Bogoslovska smotra  (Theologian's Review) is a Croatian interdisciplinary quinquennial scientific journal and among the oldest, still-publishing theology journals in the world, since 1910.

The periodical is referenced in WOS, ESCI, SCOPUS, EBSCO, ERIH PLUS, IBZ Online, Religious and Theological Abstracts.

History 
Founder and the first editor of the journal were Josip Pazman. The foundation of the journal was financially encouraged by archbishops Juraj Posilović and Antun Bauer, who established separate found for its financing. Bauer was a long-standing journal's benefactor. During the Interwar period bishops Ivan Šarić, Antun Akšamović and Josip Marušić were actively aiding publishing of the journal, that was widely distributed throuough the archdioceses of Zagreb, Ljubljana, Đakovo and Split, as well all the dioceses (from Senj to Subotica) of the state. Smotra was, along with the Glas Koncila, important promotor of the Second Vatican Council at the scientific and theologically-ecclesiastical scale.
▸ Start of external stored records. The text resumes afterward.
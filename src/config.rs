// SPDX-License-Identifier: AGPL-3.0-or-later
// Copyright (C) 2025 Kaapi Contributors

//! Runtime configuration
//!
//! All configuration comes from environment variables; there is no config
//! file. Keys are checked for presence only, never validated against the
//! upstream service.

use std::env;
use std::path::PathBuf;

use crate::error::{KaapiError, Result};

/// Default listen address for the HTTP server.
pub const DEFAULT_BIND: &str = "0.0.0.0:8000";

/// Default path of the catalog database, relative to the working directory.
pub const DEFAULT_CATALOG_DB: &str = "coffees.db";

/// Application settings, loaded once at startup.
#[derive(Debug, Clone)]
pub struct Settings {
    /// Active provider name: "gemini", "openai", "anthropic", "openrouter", "ollama"
    pub provider: String,

    /// Model override; each adapter has its own default
    pub model: Option<String>,

    /// HTTP listen address
    pub bind_address: String,

    /// Path to the SQLite coffee catalog
    pub catalog_db: PathBuf,

    /// Per-provider API keys
    pub gemini_api_key: Option<String>,
    pub openai_api_key: Option<String>,
    pub anthropic_api_key: Option<String>,
    pub openrouter_api_key: Option<String>,

    /// Ollama needs a URL, not a key
    pub ollama_base_url: String,
}

impl Default for Settings {
    fn default() -> Self {
        Self {
            provider: "gemini".to_string(),
            model: None,
            bind_address: DEFAULT_BIND.to_string(),
            catalog_db: PathBuf::from(DEFAULT_CATALOG_DB),
            gemini_api_key: None,
            openai_api_key: None,
            anthropic_api_key: None,
            openrouter_api_key: None,
            ollama_base_url: "http://localhost:11434".to_string(),
        }
    }
}

fn env_opt(key: &str) -> Option<String> {
    env::var(key).ok().filter(|v| !v.trim().is_empty())
}

impl Settings {
    /// Load settings from the process environment.
    pub fn from_env() -> Self {
        let defaults = Settings::default();
        Self {
            provider: env_opt("KAAPI_PROVIDER").unwrap_or(defaults.provider),
            model: env_opt("KAAPI_MODEL"),
            bind_address: env_opt("KAAPI_BIND").unwrap_or(defaults.bind_address),
            catalog_db: env_opt("KAAPI_CATALOG_DB")
                .map(PathBuf::from)
                .unwrap_or(defaults.catalog_db),
            gemini_api_key: env_opt("GEMINI_API_KEY"),
            openai_api_key: env_opt("OPENAI_API_KEY"),
            anthropic_api_key: env_opt("ANTHROPIC_API_KEY"),
            openrouter_api_key: env_opt("OPENROUTER_API_KEY"),
            ollama_base_url: env_opt("OLLAMA_BASE_URL").unwrap_or(defaults.ollama_base_url),
        }
    }

    /// Check that the active provider has what it needs to start.
    ///
    /// Presence only; a bad key still fails at the first model call.
    pub fn validate(&self) -> Result<()> {
        let missing = |var: &str| {
            KaapiError::Config(format!(
                "provider '{}' selected but {} is not set",
                self.provider, var
            ))
        };

        match self.provider.as_str() {
            "gemini" => self.gemini_api_key.as_ref().map(|_| ()).ok_or_else(|| missing("GEMINI_API_KEY")),
            "openai" => self.openai_api_key.as_ref().map(|_| ()).ok_or_else(|| missing("OPENAI_API_KEY")),
            "anthropic" => self
                .anthropic_api_key
                .as_ref()
                .map(|_| ())
                .ok_or_else(|| missing("ANTHROPIC_API_KEY")),
            "openrouter" => self
                .openrouter_api_key
                .as_ref()
                .map(|_| ())
                .ok_or_else(|| missing("OPENROUTER_API_KEY")),
            "ollama" => Ok(()),
            other => Err(KaapiError::Config(format!("unknown provider '{}'", other))),
        }
    }
}

#[cfg(test)]
mod tests {
    use super::*;

    #[test]
    fn test_default_settings() {
        let settings = Settings::default();
        assert_eq!(settings.provider, "gemini");
        assert_eq!(settings.bind_address, DEFAULT_BIND);
        assert_eq!(settings.catalog_db, PathBuf::from(DEFAULT_CATALOG_DB));
        assert!(settings.model.is_none());
    }

    #[test]
    fn test_validate_gemini_missing_key() {
        let settings = Settings::default();
        let err = settings.validate().unwrap_err();
        assert!(err.to_string().contains("GEMINI_API_KEY"));
    }

    #[test]
    fn test_validate_gemini_with_key() {
        let settings = Settings {
            gemini_api_key: Some("test-key".to_string()),
            ..Settings::default()
        };
        assert!(settings.validate().is_ok());
    }

    #[test]
    fn test_validate_ollama_needs_no_key() {
        let settings = Settings {
            provider: "ollama".to_string(),
            ..Settings::default()
        };
        assert!(settings.validate().is_ok());
    }

    #[test]
    fn test_validate_unknown_provider() {
        let settings = Settings {
            provider: "palantir".to_string(),
            ..Settings::default()
        };
        let err = settings.validate().unwrap_err();
        assert!(err.to_string().contains("unknown provider"));
    }

    #[test]
    fn test_validate_openrouter_missing_key() {
        let settings = Settings {
            provider: "openrouter".to_string(),
            ..Settings::default()
        };
        let err = settings.validate().unwrap_err();
        assert!(err.to_string().contains("OPENROUTER_API_KEY"));
    }
}
// SPDX-License-Identifier: AGPL-3.0-or-later
// Copyright (C) 2025 Kaapi Contributors

//! OpenAI Chat Completions provider implementation
//!
//! Implements the ChatProvider trait over the streaming chat completions
//! API. Tool-call arguments arrive as string fragments split across SSE
//! chunks; the adapter forwards them in arrival order and lets the
//! accumulator reassemble.

use async_stream::try_stream;
use async_trait::async_trait;
use futures::StreamExt;
use reqwest::Client;
use serde::{Deserialize, Serialize};

use crate::error::{ApiError, KaapiError, Result};
use crate::llm::message::{Role, Turn, TurnContent};
use crate::llm::provider::{
    ChatProvider, FinishReason, ToolDefinition, TurnEvent, TurnStream, MAX_OUTPUT_TOKENS,
};
use crate::tools::search_tool;

const OPENAI_API_URL: &str = "https://api.openai.com/v1";
const DEFAULT_MODEL: &str = "gpt-4o-mini";

/// OpenAI chat completions provider
pub struct OpenAiProvider {
    client: Client,
    api_key: String,
    base_url: String,
    model: String,
    system_prompt: String,
}

impl OpenAiProvider {
    /// Create a new OpenAI provider
    pub fn new(
        api_key: impl Into<String>,
        model: Option<String>,
        system_prompt: impl Into<String>,
    ) -> Self {
        Self {
            client: Client::new(),
            api_key: api_key.into(),
            base_url: OPENAI_API_URL.to_string(),
            model: model.unwrap_or_else(|| DEFAULT_MODEL.to_string()),
            system_prompt: system_prompt.into(),
        }
    }

    /// Create with a custom base URL
    pub fn with_base_url(
        api_key: impl Into<String>,
        base_url: impl Into<String>,
        model: Option<String>,
        system_prompt: impl Into<String>,
    ) -> Self {
        Self {
            client: Client::new(),
            api_key: api_key.into(),
            base_url: base_url.into(),
            model: model.unwrap_or_else(|| DEFAULT_MODEL.to_string()),
            system_prompt: system_prompt.into(),
        }
    }

    /// Convert internal turns to OpenAI messages.
    ///
    /// The system prompt leads; tool calls ride on an assistant message
    /// with a `tool_calls` array; tool results become `role: "tool"`
    /// messages keyed by `tool_call_id`. The API rejects orphaned tool
    /// messages, which is why the engine only ever appends them paired.
    fn convert_history(&self, history: &[Turn]) -> Vec<OpenAiMessage> {
        let mut messages = vec![OpenAiMessage {
            role: "system".to_string(),
            content: Some(self.system_prompt.clone()),
            tool_calls: None,
            tool_call_id: None,
        }];

        for turn in history {
            let message = match &turn.content {
                TurnContent::Text { text } => OpenAiMessage {
                    role: match turn.role {
                        Role::User => "user".to_string(),
                        Role::Assistant => "assistant".to_string(),
                    },
                    content: Some(text.clone()),
                    tool_calls: None,
                    tool_call_id: None,
                },
                TurnContent::ToolCall { id, name, args } => OpenAiMessage {
                    role: "assistant".to_string(),
                    content: None,
                    tool_calls: Some(vec![OpenAiToolCall {
                        id: id.clone(),
                        call_type: "function".to_string(),
                        function: OpenAiFunctionCall {
                            name: name.clone(),
                            arguments: args.to_string(),
                        },
                    }]),
                    tool_call_id: None,
                },
                TurnContent::ToolResult { id, content, .. } => OpenAiMessage {
                    role: "tool".to_string(),
                    content: Some(content.clone()),
                    tool_calls: None,
                    tool_call_id: Some(id.clone()),
                },
            };
            messages.push(message);
        }

        messages
    }

    fn convert_tool(&self, tool: &ToolDefinition) -> OpenAiTool {
        OpenAiTool {
            tool_type: "function".to_string(),
            function: OpenAiFunction {
                name: tool.name.clone(),
                description: tool.description.clone(),
                parameters: serde_json::json!({
                    "type": tool.input_schema.schema_type,
                    "properties": tool.input_schema.properties,
                }),
            },
        }
    }

    fn build_request(&self, history: &[Turn], tools_enabled: bool) -> OpenAiRequest {
        OpenAiRequest {
            model: self.model.clone(),
            messages: self.convert_history(history),
            tools: if tools_enabled {
                Some(vec![self.convert_tool(&search_tool())])
            } else {
                None
            },
            max_tokens: MAX_OUTPUT_TOKENS,
            stream: true,
        }
    }

    /// Parse an error response body
    fn parse_error(&self, status: u16, body: &str) -> KaapiError {
        if let Ok(error_response) = serde_json::from_str::<OpenAiError>(body) {
            let detail = error_response.error;
            match (status, detail.error_type.as_deref()) {
                (429, _) | (_, Some("insufficient_quota")) => {
                    KaapiError::Api(ApiError::RateLimited(60))
                }
                (401, _) => KaapiError::Api(ApiError::AuthenticationFailed),
                _ => KaapiError::Api(ApiError::ServerError {
                    status,
                    message: detail.message,
                }),
            }
        } else {
            KaapiError::Api(ApiError::ServerError {
                status,
                message: body.to_string(),
            })
        }
    }
}

#[async_trait]
impl ChatProvider for OpenAiProvider {
    fn name(&self) -> &str {
        "openai"
    }

    async fn start_turn(&self, history: &[Turn], tools_enabled: bool) -> Result<TurnStream> {
        let url = format!("{}/chat/completions", self.base_url);
        let body = self.build_request(history, tools_enabled);

        let response = self
            .client
            .post(&url)
            .header("authorization", format!("Bearer {}", self.api_key))
            .header("content-type", "application/json")
            .json(&body)
            .send()
            .await?;

        let status = response.status().as_u16();
        if !response.status().is_success() {
            let body = response.text().await.unwrap_or_default();
            return Err(self.parse_error(status, &body));
        }

        let mut byte_stream = response.bytes_stream();

        let stream = try_stream! {
            let mut buffer = String::new();
            let mut call_open = false;
            let mut finish: Option<FinishReason> = None;

            'outer: while let Some(chunk) = byte_stream.next().await {
                let bytes = chunk
                    .map_err(|e| KaapiError::Api(ApiError::StreamError(e.to_string())))?;
                buffer.push_str(&String::from_utf8_lossy(&bytes));

                while let Some(pos) = buffer.find('\n') {
                    let line = buffer[..pos].trim_end_matches('\r').to_string();
                    buffer.drain(..=pos);

                    let Some(data) = line.strip_prefix("data: ") else {
                        continue;
                    };
                    if data == "[DONE]" {
                        break 'outer;
                    }
                    let Ok(chunk) = serde_json::from_str::<OpenAiStreamChunk>(data) else {
                        continue;
                    };
                    let Some(choice) = chunk.choices.into_iter().next() else {
                        continue;
                    };

                    if let Some(text) = choice.delta.content {
                        if !text.is_empty() {
                            yield TurnEvent::TextDelta(text);
                        }
                    }
                    if let Some(tool_calls) = choice.delta.tool_calls {
                        // One tool round-trip per user message; only the
                        // first declared call is honored.
                        for tc in tool_calls.into_iter().filter(|tc| tc.index == 0) {
                            if let Some(function) = tc.function {
                                if let Some(name) = function.name {
                                    call_open = true;
                                    yield TurnEvent::ToolCallStart { id: tc.id.clone(), name };
                                }
                                if let Some(fragment) = function.arguments {
                                    if call_open && !fragment.is_empty() {
                                        yield TurnEvent::ToolCallDelta { fragment };
                                    }
                                }
                            }
                        }
                    }
                    if let Some(reason) = choice.finish_reason.as_deref() {
                        finish = Some(match reason {
                            "tool_calls" | "function_call" => FinishReason::ToolCall,
                            "length" => FinishReason::Length,
                            _ => FinishReason::Stop,
                        });
                    }
                }
            }

            let reason = match finish {
                Some(r) => r,
                None if call_open => FinishReason::ToolCall,
                None => FinishReason::Stop,
            };
            yield TurnEvent::TurnComplete { reason };
        };

        Ok(Box::pin(stream))
    }
}

// OpenAI API types

#[derive(Debug, Serialize)]
struct OpenAiRequest {
    model: String,
    messages: Vec<OpenAiMessage>,
    #[serde(skip_serializing_if = "Option::is_none")]
    tools: Option<Vec<OpenAiTool>>,
    max_tokens: u32,
    stream: bool,
}

#[derive(Debug, Serialize)]
struct OpenAiMessage {
    role: String,
    #[serde(skip_serializing_if = "Option::is_none")]
    content: Option<String>,
    #[serde(skip_serializing_if = "Option::is_none")]
    tool_calls: Option<Vec<OpenAiToolCall>>,
    #[serde(skip_serializing_if = "Option::is_none")]
    tool_call_id: Option<String>,
}

#[derive(Debug, Serialize)]
struct OpenAiToolCall {
    id: String,
    #[serde(rename = "type")]
    call_type: String,
    function: OpenAiFunctionCall,
}

#[derive(Debug, Serialize)]
struct OpenAiFunctionCall {
    name: String,
    /// Argument JSON serialized as a string, per the wire format
    arguments: String,
}

#[derive(Debug, Serialize)]
struct OpenAiTool {
    #[serde(rename = "type")]
    tool_type: String,
    function: OpenAiFunction,
}

#[derive(Debug, Serialize)]
struct OpenAiFunction {
    name: String,
    description: String,
    parameters: serde_json::Value,
}

#[derive(Debug, Deserialize)]
struct OpenAiStreamChunk {
    #[serde(default)]
    choices: Vec<OpenAiStreamChoice>,
}

#[derive(Debug, Deserialize)]
struct OpenAiStreamChoice {
    delta: OpenAiStreamDelta,
    finish_reason: Option<String>,
}

#[derive(Debug, Default, Deserialize)]
struct OpenAiStreamDelta {
    content: Option<String>,
    tool_calls: Option<Vec<OpenAiStreamToolCall>>,
}

#[derive(Debug, Deserialize)]
struct OpenAiStreamToolCall {
    #[serde(default)]
    index: usize,
    id: Option<String>,
    function: Option<OpenAiStreamFunction>,
}

#[derive(Debug, Deserialize)]
struct OpenAiStreamFunction {
    name: Option<String>,
    arguments: Option<String>,
}

#[derive(Debug, Deserialize)]
struct OpenAiError {
    error: OpenAiErrorDetail,
}

#[derive(Debug, Deserialize)]
struct OpenAiErrorDetail {
    message: String,
    #[serde(rename = "type")]
    error_type: Option<String>,
}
In order to take scientific papers by Croatian theologian and philosophers beyond the Croatian-speaking area, the professors of the Catholic Faculty of Theology have been, since the early 2000s, striving to publish a part of this work in foreign languages. The Faculty Council decided in 2019 to add to the existing four printed issues, the fifth issue, as an electronic journal in foreign languages.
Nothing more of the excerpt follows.